* **Items from a dataset**
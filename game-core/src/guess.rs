/// How many mismatched positions still count as a close guess.
pub const CLOSE_GUESS_THRESHOLD: usize = 2;

#[derive(Debug, Clone, Copy, PartialEq, Eq)]
pub enum GuessOutcome {
    Regular,
    Close,
    Correct,
}

/// Positional character-distance classifier. This is deliberately not an
/// edit distance: characters are compared position by position, the guess
/// lowercased and the secret word taken as stored, and only the secret's
/// unmatched tail adds to the count. A guess longer than the secret is
/// judged on the overlapping prefix alone.
#[derive(Debug, Clone)]
pub struct GuessEvaluator {
    close_threshold: usize,
}

impl Default for GuessEvaluator {
    fn default() -> Self {
        Self {
            close_threshold: CLOSE_GUESS_THRESHOLD,
        }
    }
}

impl GuessEvaluator {
    pub fn with_threshold(close_threshold: usize) -> Self {
        Self { close_threshold }
    }

    pub fn classify(&self, guess: &str, secret: &str) -> GuessOutcome {
        let mismatches = mismatch_count(guess, secret);
        if mismatches == 0 {
            GuessOutcome::Correct
        } else if mismatches <= self.close_threshold {
            GuessOutcome::Close
        } else {
            GuessOutcome::Regular
        }
    }
}

pub fn mismatch_count(guess: &str, secret: &str) -> usize {
    let guess: Vec<char> = guess.to_lowercase().chars().collect();
    let secret: Vec<char> = secret.chars().collect();
    let compared = guess.len().min(secret.len());

    let differing = (0..compared).filter(|&i| guess[i] != secret[i]).count();
    differing + (secret.len() - compared)
}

* **Work to be completed**
All lines of the data above that include the word "else" must be shown.

* **Answer box**
        } else if mismatches <= self.close_threshold {
        } else {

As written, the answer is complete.